No one ever has or ever will play a boy trapped in a man's body better than Tom Hanks in "Big." We dare you to argue. The subtleties in his performance are mind-boggling: the naive crooked smile when Elizabeth Perkins invites him for a sleepover; the silly string romps with his 13-year-old best friend, Billy; the innocent kid spitting caviar into a napkin. It's rumored that Hanks had David Moscow (the kid who played the 13-year-old Josh Baskins) act every scene for him, so he could see how a tween would really behave. But we think it was more mastery than mimicry that made Tom so believable.
"13 Going on 30" (2004)
We have to admit, Jennifer Garner is undeniably adorable in this movie. We usually wouldn't recommend a flick with one cheesy sing-along scene, let alone two, but its slumber-party scene, where the girls warble "Love Is a Battlefield," and the big "Thriller" dance number are actually kind of fun. Stop rolling your eyes -- they really are. Just wait until a rainy Saturday afternoon, put on your PJs, make some popcorn, and let yourself be 13 again.
"Freaky Friday" (2003)
This one's so good they made it twice (three times, actually, if you count the 1995 made-for-TV movie with Shelley Long). And although we're partial to the 1976 Barbara Harris/Jodie Foster original, Jamie Lee Curtis rocks in the 2003 remake. Lindsay Lohan, though shockingly not horrible, doesn't hold a candle to Foster. If we could break open a fortune cookie, wish for time travel, and make actors switch bodies, we'd like to see Jamie Lee Curtis and the 13-year-old Foster in the ultimate "Freaky Friday" mash-up.

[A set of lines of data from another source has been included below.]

/// Second pass: the message view.
fn build_messages(events: &[Event], deleted: &HashSet<String>) -> Vec<Message> {
    let mut messages: Vec<Message> = Vec::new();

    for event in events {
        if deleted.contains(&event.id) {
            continue;
        }
        match event.event_type {
            EventType::MessageUser => match event.typed_payload() {
                Ok(TypedPayload::MessageUser(payload)) => {
                    push_user_message(&mut messages, payload.content);
                }
                _ => warn_skipped(event),
            },
            EventType::MessageAssistant => match event.typed_payload() {
                Ok(TypedPayload::MessageAssistant(payload)) => {
                    if payload.content.is_empty() {
                        continue;
                    }
                    messages.push(Message::Assistant {
                        content: payload.content,
                        stop_reason: payload.stop_reason,
                        usage: payload.token_usage,
                    });
                }
                _ => warn_skipped(event),
            },
            EventType::ToolResult => match event.typed_payload() {
                Ok(TypedPayload::ToolResult(payload)) => {
                    messages.push(Message::ToolResult {
                        tool_call_id: payload.tool_call_id,
                        content: payload.content,
                        is_error: payload.is_error,
                    });
                }
                _ => warn_skipped(event),
            },
            EventType::CompactBoundary | EventType::ContextCleared => {
                messages.clear();
            }
            EventType::CompactSummary => match event.typed_payload() {
                Ok(TypedPayload::CompactSummary(payload)) => {
                    messages.clear();
                    messages.push(Message::user_text(format!(
                        "{COMPACTION_SUMMARY_PREFIX}\n\n{}",
                        payload.summary
                    )));
                    messages.push(Message::assistant_text(COMPACTION_ACK_TEXT));
                    messages.extend(payload.preserved);
                }
                _ => warn_skipped(event),
            },
            _ => {}
        }
    }

    drop_orphan_tool_results(&mut messages);
    inject_missing_tool_results(&mut messages);
    messages
}

/// Append a user message, merging into a directly preceding user message so
/// the view never holds two user entries in a row.
fn push_user_message(messages: &mut Vec<Message>, content: UserMessageContent) {
    if let Some(Message::User { content: previous }) = messages.last_mut() {
        *previous = merge_user_content(previous.clone(), content);
        return;
    }
    messages.push(Message::User { content });
}

fn merge_user_content(a: UserMessageContent, b: UserMessageContent) -> UserMessageContent {
    match (a, b) {
        (UserMessageContent::Text(first), UserMessageContent::Text(second)) => {
            UserMessageContent::Text(format!("{first}\n\n{second}"))
        }
        (a, b) => {
            let mut blocks = into_blocks(a);
            blocks.extend(into_blocks(b));
            UserMessageContent::Blocks(blocks)
        }
    }
}

fn into_blocks(content: UserMessageContent) -> Vec<UserContent> {
    match content {
        UserMessageContent::Text(text) => vec![UserContent::Text { text }],
        UserMessageContent::Blocks(blocks) => blocks,
    }
}

/// Remove tool results whose originating tool use is no longer in the view
/// (e.g. the assistant message was deleted).
fn drop_orphan_tool_results(messages: &mut Vec<Message>) {
    let mut known_tool_ids: HashSet<String> = HashSet::new();
    let mut kept = Vec::with_capacity(messages.len());
    for message in messages.drain(..) {
        match &message {
            Message::Assistant { .. } => {
                for id in message.tool_use_ids() {
                    let _ = known_tool_ids.insert(id.to_owned());
                }
                kept.push(message);
            }
            Message::ToolResult { tool_call_id, .. } => {
                if known_tool_ids.contains(tool_call_id) {
                    kept.push(message);
                }
            }
            Message::User { .. } => kept.push(message),
        }
    }
    *messages = kept;
}

/// Insert synthetic error results for tool uses that never settled, so the
/// replayed view is always provider-valid.
fn inject_missing_tool_results(messages: &mut Vec<Message>) {
    let answered: HashSet<String> = messages
        .iter()
        .filter_map(|m| match m {
            Message::ToolResult { tool_call_id, .. } => Some(tool_call_id.clone()),
            Message::User { .. } | Message::Assistant { .. } => None,
        })
        .collect();

    let mut index = 0;
    while index < messages.len() {
        let missing: Vec<String> = messages[index]
            .tool_use_ids()
            .into_iter()
            .filter(|id| !answered.contains(*id))
            .map(str::to_owned)
            .collect();

        // Insert after the assistant message and any results already there.
        let mut insert_at = index + 1;
        while insert_at < messages.len()
            && matches!(messages[insert_at], Message::ToolResult { .. })
        {
            insert_at += 1;
        }
        for (offset, tool_call_id) in missing.into_iter().enumerate() {
            messages.insert(
                insert_at + offset,
                Message::ToolResult {
                    tool_call_id,
                    content: INTERRUPTED_TOOL_RESULT_TEXT.to_owned(),
                    is_error: true,
                },
            );
        }
        index += 1;
    }
}

fn warn_skipped(event: &Event) {
    tracing::warn!(
        event_id = %event.id,
        event_type = %event.event_type,
        "skipping event with malformed payload during replay"
    );
}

"Like Father Like Son" (1999)
It's 1987. You're casting an age-swapping movie. Clearly, you need Kirk Cameron, from TV's "Growing Pains." He's a superstar. The Sean Penn of his generation... maybe? (Suspend your disbelief and stay with us, OK?) So, who should play the hot, young actor's dad? Hmmm. He must have a talent equal to Cameron's genius. Aahhh, of course -- Dudley Moore! But would this star-studded film win the smack-down of age-swapping films that went head-to-head-to-head at the box office within the space of a year: "Like Father Like Son" vs. "18 Again!" vs. "Vice Versa"? It sure would! While "Vice Versa" grossed $13.6 million in the U.S. and "18 Again!" came in at an embarrassing $2.6 million domestically, "Like Father Like Son" seemed like a blockbuster with a $34.4-million take.
"Vice Versa" (1988)
Not a lot of surprises here. Father (Judge Reinhold) and son (a "Wonder Years"-era Fred Savage) switch bodies and walk in each other's shoes for a few days. Father goes to high school and deals with bullies and hockey games. Kid goes to work and screws up dad's career. But wait. There's a twist, after all! The two were able to make their body-swapping wish come true thanks to an ancient Chinese skull that Dad accidentally acquired on an overseas trip, and the skull's rightful smuggler owners arrive to steal it back. Body-swapping with intrigue. This one has it all!
"Peggy Sue Got Married" (1986)
This 1986 fantasy dealt a daring twist to the age-swap genre. Rather than having a younger actress play Kathleen Turner's part as a teenager, the filmmakers let the then-32-year-old Turner play that role herself. Let's just say we found it uncomfortable (the Academy found it Oscar-worthy, but we don't always agree with them). Still, this creative choice was not the worst part of "Peggy Sue Got Married." The low point for us was Nicolas Cage's insanely distracting, over-the-top caricature of Peggy Sue's high school boyfriend, Charlie, which Cage later told Conan O'Brien he based on Gumby's clay-horse pal, Pokey. Shades of bad Cage performances to come.
"Dream a Little Dream" (1989)
Talk about a nightmare. Why would a well-respected actor like Jason Robards agree to be in an age-swap movie with Corey Feldman? We have no idea. But he did. The fact that the film also starred Corey Haim must have been icing on the cake for Robards. Needless to say, he didn't return for the sequel, "Dream a Little Dream 2," which focused on Feldman and Haim, whose characters could manipulate each other's body movements while wearing magical sunglasses. And we wonder why their friendship fell apart?